- While there is no strict definition, a lupus flare is generally characterized by a measurable increase in disease activity based on serologies and clinical manifestations that is severe enough to warrant a change in therapy.
- An elevated ESR without a significant CRP elevation may be consistent with a lupus flare (though unreliable in those with ESRD).
- An exception to this is serositis, which may have an associated CRP increase. Without serositis, an high CRP in SLE should raise suspicion for infection.
- In patients with atypical lupus presentation, remember to evaluate for other possible causes (such as malignancy) before beginning treatment if they are clinically stable.

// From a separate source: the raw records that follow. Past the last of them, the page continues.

//! Person record, its addresses and its cars

use crate::active_model::{ActiveModelBehavior, ActiveModelError, ActiveModelTrait};
use crate::executor::ShelfExecutor;
use crate::models::{car, Address, Car};
use crate::query::Filter;
use crate::store::{Row, RowError};
use crate::validation::{Validation, ValidationErrors};
use serde::{Deserialize, Serialize};

/// Link table between people and cars
pub(crate) const CARS_PEOPLE: &str = "cars_people";

/// A person
///
/// Destroying a person destroys their addresses and unlinks their cars in
/// the same transaction. `email` is guarded only by the `unique_emails`
/// index, so a duplicate surfaces as a storage constraint violation.
#[derive(Debug, Clone, Default, PartialEq, Serialize, Deserialize)]
#[serde(default, deny_unknown_fields)]
pub struct Person {
    pub id: Option<i64>,
    pub name: Option<String>,
    pub email: Option<String>,
    #[serde(skip)]
    errors: ValidationErrors,
}

/// One entry of a nested address batch
///
/// Without `id` a new address is created; with `id` the address is updated,
/// or destroyed when `_destroy` is set.
#[derive(Debug, Clone, Default, PartialEq, Eq, Deserialize)]
#[serde(default, deny_unknown_fields)]
pub struct AddressAttributes {
    pub id: Option<i64>,
    pub name: Option<String>,
    #[serde(rename = "_destroy")]
    pub destroy: bool,
}

impl AddressAttributes {
    pub fn create(name: impl Into<String>) -> Self {
        Self {
            name: Some(name.into()),
            ..Self::default()
        }
    }

    pub fn update(id: i64, name: impl Into<String>) -> Self {
        Self {
            id: Some(id),
            name: Some(name.into()),
            destroy: false,
        }
    }

    pub fn destroy(id: i64) -> Self {
        Self {
            id: Some(id),
            name: None,
            destroy: true,
        }
    }
}

impl Person {
    pub fn new(name: impl Into<String>, email: impl Into<String>) -> Self {
        Self {
            name: Some(name.into()),
            email: Some(email.into()),
            ..Self::default()
        }
    }

    fn persisted_id(&self) -> Result<i64, ActiveModelError> {
        self.id.ok_or(ActiveModelError::NotPersisted(Self::TABLE))
    }

    /// This person's addresses, ordered by id
    ///
    /// # Errors
    ///
    /// Returns `ActiveModelError::NotPersisted` for an unsaved person.
    pub fn addresses(&self, executor: &dyn ShelfExecutor) -> Result<Vec<Address>, ActiveModelError> {
        let id = self.persisted_id()?;
        Address::find_by(executor, &Filter::eq("person_id", id))
    }

    /// Save this person together with a batch of address changes
    ///
    /// The person and every nested address are validated and written in one
    /// transaction. If any of them is invalid nothing is written, this
    /// person is left as it was, and the failures are reported on
    /// [`errors`](ActiveModelTrait::errors) (nested ones as `addresses.{field}`).
    ///
    /// # Returns
    ///
    /// `Ok(false)` on a validation failure.
    ///
    /// # Errors
    ///
    /// Returns `ActiveModelError::RecordNotFound` if a nested id is not one of
    /// this person's addresses, or a storage error. Either way the whole batch
    /// is rolled back.
    pub fn save_with_addresses(
        &mut self,
        executor: &dyn ShelfExecutor,
        nested: &[AddressAttributes],
    ) -> Result<bool, ActiveModelError> {
        let mut draft = self.clone();
        let tx = executor.begin()?;
        let failures = draft.write_batch(&tx, nested)?;
        if !failures.is_empty() {
            tx.rollback()?;
            log::debug!("people batch not saved: {failures}");
            *self.errors_mut() = failures;
            return Ok(false);
        }
        tx.commit()?;
        *self = draft;
        Ok(true)
    }

    fn write_batch(
        &mut self,
        executor: &dyn ShelfExecutor,
        nested: &[AddressAttributes],
    ) -> Result<ValidationErrors, ActiveModelError> {
        if !self.save(executor)? {
            return Ok(self.errors().clone());
        }
        let person_id = self.persisted_id()?;

        let mut failures = ValidationErrors::new();
        for attributes in nested {
            let mut address = match attributes.id {
                Some(id) => self.owned_address(executor, id)?,
                // A new record marked for destruction is simply skipped
                None if attributes.destroy => continue,
                None => Address::owned_by(person_id),
            };

            if attributes.destroy {
                if let Some(id) = address.id {
                    Address::destroy(executor, id)?;
                }
                continue;
            }
            if let Some(name) = &attributes.name {
                address.name = Some(name.clone());
            }
            if !address.save(executor)? {
                for failure in address.errors().failures() {
                    failures.add(format!("addresses.{}", failure.field), failure.kind.clone());
                }
            }
        }
        Ok(failures)
    }

    fn owned_address(&self, executor: &dyn ShelfExecutor, id: i64) -> Result<Address, ActiveModelError> {
        let address = Address::find(executor, id)?;
        if address.person_id == self.id {
            Ok(address)
        } else {
            Err(ActiveModelError::RecordNotFound { table: Address::TABLE, id })
        }
    }

    /// Cars linked to this person, ordered by id
    ///
    /// # Errors
    ///
    /// Returns `ActiveModelError::NotPersisted` for an unsaved person.
    pub fn cars(&self, executor: &dyn ShelfExecutor) -> Result<Vec<Car>, ActiveModelError> {
        let id = self.persisted_id()?;
        let mut ids = car::linked_ids(executor, "person_id", id, "car_id")?;
        ids.sort_unstable();
        ids.into_iter().map(|id| Car::find(executor, id)).collect()
    }

    /// Link a car to this person
    ///
    /// # Returns
    ///
    /// `false` if the link already existed.
    ///
    /// # Errors
    ///
    /// Returns `ActiveModelError::RecordNotFound` if the car does not exist.
    pub fn add_car(&self, executor: &dyn ShelfExecutor, car_id: i64) -> Result<bool, ActiveModelError> {
        let id = self.persisted_id()?;
        Car::find(executor, car_id)?;
        if !executor.select(CARS_PEOPLE, &link(id, car_id))?.is_empty() {
            return Ok(false);
        }
        executor.insert(CARS_PEOPLE, Row::new().with("person_id", id).with("car_id", car_id))?;
        Ok(true)
    }

    /// Unlink a car from this person
    ///
    /// # Returns
    ///
    /// `false` if they were not linked.
    ///
    /// # Errors
    ///
    /// Returns `ActiveModelError::NotPersisted` for an unsaved person.
    pub fn remove_car(&self, executor: &dyn ShelfExecutor, car_id: i64) -> Result<bool, ActiveModelError> {
        let id = self.persisted_id()?;
        Ok(executor.delete(CARS_PEOPLE, &link(id, car_id))? > 0)
    }
}

fn link(person_id: i64, car_id: i64) -> Filter {
    Filter::eq("person_id", person_id).and("car_id", car_id)
}

impl ActiveModelBehavior for Person {
    fn before_destroy(&self, executor: &dyn ShelfExecutor) -> Result<(), ActiveModelError> {
        for address in self.addresses(executor)? {
            if let Some(id) = address.id {
                Address::destroy(executor, id)?;
            }
        }
        executor.delete(CARS_PEOPLE, &Filter::eq("person_id", self.persisted_id()?))?;
        Ok(())
    }
}

impl ActiveModelTrait for Person {
    const TABLE: &'static str = "people";
    const TIMESTAMPS: bool = false;

    fn id(&self) -> Option<i64> {
        self.id
    }

    fn to_row(&self) -> Row {
        super::identified(self.id)
            .with("name", self.name.clone())
            .with("email", self.email.clone())
    }

    fn from_row(row: &Row) -> Result<Self, RowError> {
        Ok(Self {
            id: row.get_i64("id")?,
            name: row.get_string("name")?,
            email: row.get_string("email")?,
            errors: ValidationErrors::new(),
        })
    }

    fn validations() -> Vec<Validation> {
        Vec::new()
    }

    fn errors(&self) -> &ValidationErrors {
        &self.errors
    }

    fn errors_mut(&mut self) -> &mut ValidationErrors {
        &mut self.errors
    }
}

- Antimalarial drugs can cause visual impairment through corneal deposits (which are reversible) and retinopathy, which is the most feared complication of these medications and irreversible.
- Antimalarials can bind to melanin in the retinal epithelial layer and damage the rods and cods, leading to permanent vision loss
- This affects ~3-4% of patients on hydroxychloroquine over 10 years, and 10% of those on chloroquine, and the effect is related to cumulative dosing.
- Quinacrine is another antimalarial used for rheumatic diseases much less frequently because it has to be compounded and can cause skin yellowing over time. However, the skin changes are usually reversible and this drug does not cause ocular toxicity.
- There is a tendency for decreased clinical and serological SLE activity after onset of ESRD and initiation of HD among lupus patients, for reasons that are not yet known.
- Survival on HD for SLE patients is the same as for the general HD population and SLE patients do better with renal transplant that patients with several other rheumatic disease
Mojcik CF, Klippel JH, End-stage renal disease and systemic lupus erythematosus. Am J Med. 199 Jul;10(1):100-7.